Search the entries below for "derive". Report each line where it occurs.
━━━━━━━━━━━━━━━━
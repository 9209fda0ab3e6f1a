//! Error types for Pandamonium services
//!
//! Request validation failures are typed errors mapped to HTTP status codes
//! at the boundary. A missing record is not an error: store lookups return
//! `Option` and the route layer turns `None` into 404.

use axum::{
    http::StatusCode,
    response::{IntoResponse, Response},
    Json,
};
use serde::{Deserialize, Serialize};
use thiserror::Error;
use validator::ValidationErrors;

/// Result type alias using AppError
pub type Result<T> = std::result::Result<T, AppError>;

/// Error codes for machine-readable error identification
#[derive(Debug, Clone, Copy, Serialize, Deserialize, PartialEq, Eq)]
#[serde(rename_all = "SCREAMING_SNAKE_CASE")]
pub enum ErrorCode {
    // Request errors (1xxx)
    InvalidRequest,
    UnprocessableEntity,

    // Database errors (7xxx)
    DatabaseError,
    ConnectionError,

    // Internal errors (9xxx)
    InternalError,
    ConfigurationError,
    SerializationError,
}

impl ErrorCode {
    /// Get the numeric code for this error
    pub fn as_code(&self) -> u16 {
        match self {
            ErrorCode::InvalidRequest => 1001,
            ErrorCode::UnprocessableEntity => 1002,

            ErrorCode::DatabaseError => 7001,
            ErrorCode::ConnectionError => 7002,

            ErrorCode::InternalError => 9001,
            ErrorCode::ConfigurationError => 9002,
            ErrorCode::SerializationError => 9003,
        }
    }
}

/// Application error types
#[derive(Error, Debug)]
pub enum AppError {
    /// A required input (id, filter, payload) was absent
    #[error("Invalid request: {message}")]
    InvalidRequest { message: String },

    /// The payload was present but failed field validation
    #[error("Unprocessable entity: {errors}")]
    UnprocessableEntity { errors: ValidationErrors },

    // Database errors
    #[error("Database error: {0}")]
    Database(#[from] sea_orm::DbErr),

    #[error("Database connection error: {message}")]
    DatabaseConnection { message: String },

    // Internal errors
    #[error("Internal server error: {message}")]
    Internal { message: String },

    #[error("Configuration error: {0}")]
    Configuration(#[from] config::ConfigError),

    #[error("Serialization error: {0}")]
    Serialization(#[from] serde_json::Error),
}

impl AppError {
    pub fn invalid_request(message: impl Into<String>) -> Self {
        AppError::InvalidRequest {
            message: message.into(),
        }
    }

    /// Get the error code for this error
    pub fn code(&self) -> ErrorCode {
        match self {
            AppError::InvalidRequest { .. } => ErrorCode::InvalidRequest,
            AppError::UnprocessableEntity { .. } => ErrorCode::UnprocessableEntity,
            AppError::Database(_) => ErrorCode::DatabaseError,
            AppError::DatabaseConnection { .. } => ErrorCode::ConnectionError,
            AppError::Internal { .. } => ErrorCode::InternalError,
            AppError::Configuration(_) => ErrorCode::ConfigurationError,
            AppError::Serialization(_) => ErrorCode::SerializationError,
        }
    }

    /// Get the HTTP status code for this error
    pub fn status_code(&self) -> StatusCode {
        match self {
            AppError::InvalidRequest { .. } => StatusCode::BAD_REQUEST,

            AppError::UnprocessableEntity { .. } => StatusCode::UNPROCESSABLE_ENTITY,

            AppError::Database(_) |
            AppError::DatabaseConnection { .. } |
            AppError::Internal { .. } |
            AppError::Configuration(_) |
            AppError::Serialization(_) => StatusCode::INTERNAL_SERVER_ERROR,
        }
    }

    /// Check if this error should be logged at error level
    pub fn is_server_error(&self) -> bool {
        self.status_code().is_server_error()
    }

    /// Check if this error is a client error
    pub fn is_client_error(&self) -> bool {
        self.status_code().is_client_error()
    }

    /// Field-level violations, when the error carries any
    fn details(&self) -> Option<serde_json::Value> {
        match self {
            AppError::UnprocessableEntity { errors } => serde_json::to_value(errors).ok(),
            _ => None,
        }
    }
}

impl From<ValidationErrors> for AppError {
    fn from(errors: ValidationErrors) -> Self {
        AppError::UnprocessableEntity { errors }
    }
}

/// Structured error response for API
#[derive(Debug, Serialize, Deserialize)]
pub struct ErrorResponse {
    pub error: ErrorDetails,
}

#[derive(Debug, Serialize, Deserialize)]
pub struct ErrorDetails {
    pub code: ErrorCode,
    pub message: String,
    #[serde(skip_serializing_if = "Option::is_none")]
    pub details: Option<serde_json::Value>,
}

impl IntoResponse for AppError {
    fn into_response(self) -> Response {
        let status = self.status_code();
        let code = self.code();
        let message = self.to_string();

        if self.is_server_error() {
            tracing::error!(
                error = %message,
                code = ?code,
                status = status.as_u16(),
                "Server error"
            );
        } else if self.is_client_error() {
            tracing::warn!(
                error = %message,
                code = ?code,
                status = status.as_u16(),
                "Client error"
            );
        }

        let body = ErrorResponse {
            error: ErrorDetails {
                code,
                details: self.details(),
                message,
            },
        };

        (status, Json(body)).into_response()
    }
}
━━━━━━━━━━━━━━━━
Completed exercise:
#[derive(Debug, Clone, Copy, Serialize, Deserialize, PartialEq, Eq)]
#[derive(Error, Debug)]
#[derive(Debug, Serialize, Deserialize)]
#[derive(Debug, Serialize, Deserialize)]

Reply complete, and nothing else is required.